Today, I was going to write about the power of brokenness and how God can use our times of feeling abandoned to bring about good in our lives.
But then, late yesterday, I lost a good friend.
Craig was a fellow pastor in Ridgway. He was probably the most cooperative pastor I ever knew – always looking for ways to bring churches and pastors together.
He was a truck driver who left what he knew to attend Bible college and seminary, who left Illinois and his family of origin to come to Pennsylvania to serve a church.
Craig was a friend who was always trying to build bridges, who for years hosted a weekly prayer time for pastors, who loved to play his bass with whomever was willing to worship with him, and who always seemed to see the good and the possibilities, even when things were the darkest.
Ministry can be the most wonderful and most terrible of callings, professions, whatever you want to call it. One moment, you can be experiencing the joy of playing a very small role in seeing someone’s life turn around; a few weeks or months or years later, you can experience a feeling of deep hurt and even betrayal as people you love and have poured your lives into refuse to return your phone calls. Later, you might hear through the grapevine that they left your church and are attending another church because you offended them, didn’t have a big enough vision, or any of a hundred other things. As a pastor, you sometimes experience the joy of working with a board that is united and desires to see God move, or the despair of working with a board that either questions your every move or directly opposes your every idea. At times, it is the most lonely of callings; at other times, the most fulfilling and community-filled. You are often misunderstood. You pour your life into your church and your people, and in return, experience seasons of great appreciation, and sometimes, feeling unwanted, unnoticed, and taken for granted. (Perhaps that’s being too real, but for most pastors, it is part of the reality of life in in a parsonage.)
Craig handled all these highs and lows, gains and losses, and much more with quiet grace, compassion, and love. Although the last year of his life was very difficult, and near the end, his church was closed by the denomination, I never heard him complain or criticize anyone. I learned much from him, but perhaps the most important and most consistent examples I saw were gratitude and the joy of worshiping, even when things were very difficult.
Cancer took Craig.
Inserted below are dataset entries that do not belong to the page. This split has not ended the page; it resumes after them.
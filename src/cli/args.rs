//! Command line argument parsing and validation.
//!
//! This module provides CLI argument parsing using clap. Every path flag can
//! also come from a `FLASHABLE_*` environment variable.

use crate::bundler::{SettingsBuilder, VersionInfo};
use clap::{Parser, Subcommand};
use std::path::PathBuf;

/// Assembles and signs recovery-flashable zips
#[derive(Parser, Debug)]
#[command(
    name = "flashable_bundler",
    version,
    about = "Assembles and signs recovery-flashable zips",
    long_about = "Packs prebuilt native binaries, the app package and installer scripts into
recovery-flashable zips, then signs them (sign, adjust trailer, sign again).

Usage:
  flashable_bundler zip 24.0 24000
  flashable_bundler --release --out build/out all 24.0 24000
  flashable_bundler uninstaller
  flashable_bundler clean

Exit code 0 = every requested package exists at its output path."
)]
pub struct Args {
    /// Project root containing scripts/, out/, chromeos/ and the signing keys
    #[arg(long, global = true, env = "FLASHABLE_ROOT", default_value = ".", value_name = "DIR")]
    pub root: PathBuf,

    /// Output directory (default: <root>/out)
    #[arg(long = "out", global = true, env = "FLASHABLE_OUT_DIR", value_name = "DIR")]
    pub out_dir: Option<PathBuf>,

    /// Directory for intermediate archives (default: system temp dir)
    #[arg(long, global = true, env = "FLASHABLE_SCRATCH_DIR", value_name = "DIR")]
    pub scratch_dir: Option<PathBuf>,

    /// Config file (default: <root>/bundler.toml if present)
    #[arg(long, global = true, env = "FLASHABLE_CONFIG", value_name = "FILE")]
    pub config: Option<PathBuf>,

    /// Package app-release.apk instead of app-debug.apk
    #[arg(short, long, global = true)]
    pub release: bool,

    /// Java launcher used to run the signer
    #[arg(long, global = true, env = "FLASHABLE_JAVA", value_name = "PATH")]
    pub java: Option<PathBuf>,

    /// Zip signer jar
    #[arg(long, global = true, env = "FLASHABLE_SIGNER_JAR", value_name = "PATH")]
    pub signer_jar: Option<PathBuf>,

    /// Signing certificate (X.509 PEM)
    #[arg(long, global = true, env = "FLASHABLE_PUBLIC_KEY", value_name = "PATH")]
    pub public_key: Option<PathBuf>,

    /// Signing key (PKCS#8)
    #[arg(long, global = true, env = "FLASHABLE_PRIVATE_KEY", value_name = "PATH")]
    pub private_key: Option<PathBuf>,

    /// External zipadjust binary; the built-in adjuster is used otherwise
    #[arg(long, global = true, env = "FLASHABLE_ZIPADJUST", value_name = "PATH")]
    pub zipadjust: Option<PathBuf>,

    /// Print a JSON summary of the created packages on stdout
    #[arg(long, global = true)]
    pub json: bool,

    /// Show per-step details
    #[arg(short, long, global = true, conflicts_with = "quiet")]
    pub verbose: bool,

    /// Only print errors
    #[arg(short, long, global = true)]
    pub quiet: bool,

    #[command(subcommand)]
    pub command: Command,
}

/// What to build.
#[derive(Subcommand, Debug, Clone, PartialEq, Eq)]
pub enum Command {
    /// Build the flashable installer zip
    Zip {
        /// Version string, e.g. 24.0
        version: String,
        /// Integer version code, e.g. 24000
        version_code: u32,
    },
    /// Build the flashable uninstaller zip
    Uninstaller,
    /// Build the installer and then the uninstaller
    All {
        /// Version string, e.g. 24.0
        version: String,
        /// Integer version code, e.g. 24000
        version_code: u32,
    },
    /// Delete every .zip in the output directory
    Clean,
}

impl Args {
    /// Parse command line arguments
    pub fn parse_args() -> Self {
        Self::parse()
    }

    /// Validate arguments for consistency
    pub fn validate(&self) -> Result<(), String> {
        if self.root.as_os_str().is_empty() {
            return Err("Root cannot be empty".to_string());
        }
        if let Some(version) = self.version() {
            version.map_err(|e| e.to_string())?;
        }
        Ok(())
    }

    /// Version info of `zip` and `all`.
    pub fn version(&self) -> Option<crate::bundler::Result<VersionInfo>> {
        match &self.command {
            Command::Zip {
                version,
                version_code,
            }
            | Command::All {
                version,
                version_code,
            } => Some(VersionInfo::new(version.as_str(), *version_code)),
            Command::Uninstaller | Command::Clean => None,
        }
    }

    /// Applies flags that were given on top of `builder`.
    pub fn apply(&self, mut builder: SettingsBuilder) -> SettingsBuilder {
        builder = builder.root(&self.root);
        if self.release {
            builder = builder.release(true);
        }
        if let Some(path) = &self.out_dir {
            builder = builder.out_dir(path);
        }
        if let Some(path) = &self.scratch_dir {
            builder = builder.scratch_dir(path);
        }
        if let Some(path) = &self.java {
            builder = builder.java(path);
        }
        if let Some(path) = &self.signer_jar {
            builder = builder.signer_jar(path);
        }
        if let Some(path) = &self.public_key {
            builder = builder.public_key(path);
        }
        if let Some(path) = &self.private_key {
            builder = builder.private_key(path);
        }
        if let Some(path) = &self.zipadjust {
            builder = builder.zipadjust(path);
        }
        builder
    }
}

/// Configuration derived from command line arguments
#[derive(Debug, Clone)]
pub struct RuntimeConfig {
    /// Output manager for colored terminal output
    output: super::OutputManager,
    json: bool,
}

impl From<&Args> for RuntimeConfig {
    fn from(args: &Args) -> Self {
        // JSON on stdout must not be interleaved with status lines.
        let output = super::OutputManager::new(args.verbose, args.quiet || args.json);

        Self {
            output,
            json: args.json,
        }
    }
}

impl RuntimeConfig {
    /// Whether a JSON summary was requested
    pub fn json(&self) -> bool {
        self.json
    }

    /// Print verbose message if in verbose mode
    pub fn verbose_println(&self, message: &str) -> std::io::Result<()> {
        self.output.verbose(message)
    }

    /// Print success message if not in quiet mode
    pub fn success(&self, message: &str) -> std::io::Result<()> {
        self.output.success(message)
    }

    /// Print warning message if not in quiet mode
    pub fn warn(&self, message: &str) -> std::io::Result<()> {
        self.output.warn(message)
    }

    /// Print progress message
    pub fn progress(&self, message: &str) -> std::io::Result<()> {
        self.output.progress(message)
    }

    /// Print section header
    pub fn section(&self, title: &str) -> std::io::Result<()> {
        self.output.section(title)
    }

    /// Print indented text
    pub fn indent(&self, message: &str) -> std::io::Result<()> {
        self.output.indent(message)
    }
}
It stole a man with one of the largest hearts that I’ve ever known – a man who, with his wonderful wife Jean, raised 8 wonderful children, took in many abandoned newborns until they could be placed in foster care, and fostered many other children over the decades of their lives together.
Cancer stole a man who loved his family, loved his church, and loved his community – a man who didn’t just say that he loved, but demonstrated his love with his actions every day.
Cancer stole a man who was a gifted communicator, who used shovels and hats and playlists and all kinds of different props and costumes and whatever creative methods he could come up with to communicate his life’s message – that God so loved the world that He gave His one and only Son for everyone.
Cancer stole my friend.
But cancer didn’t win.
Because as much as Craig loved people, he loved God even more.
As much as we all will miss Craig – as much as we will mourn and grieve his loss – we will also rejoice.
As Paul wrote in 1 Thessalonians 4:13, we “do not grieve like the rest of mankind, who have no hope.”
Yesterday, Craig closed his eyes for the last time. Well…for the last time until the resurrection. Until Jesus returns.
Although I won’t see him, won’t be able to enjoy a cup of coffee with him at Joey’s, I know I will see him again someday.
What gives me hope, what I know for certain, is this: that the moment Craig closed his physical eyes here, he opened the eyes of his spirit and saw his Lord welcoming him, arms wide open, a smile of joy on His face.
And in that instant, the first words Craig heard were these: “Well done, good and faithful servant. Enter into the joy of the Lord!”
Well done, my friend. Thank you for running your race well.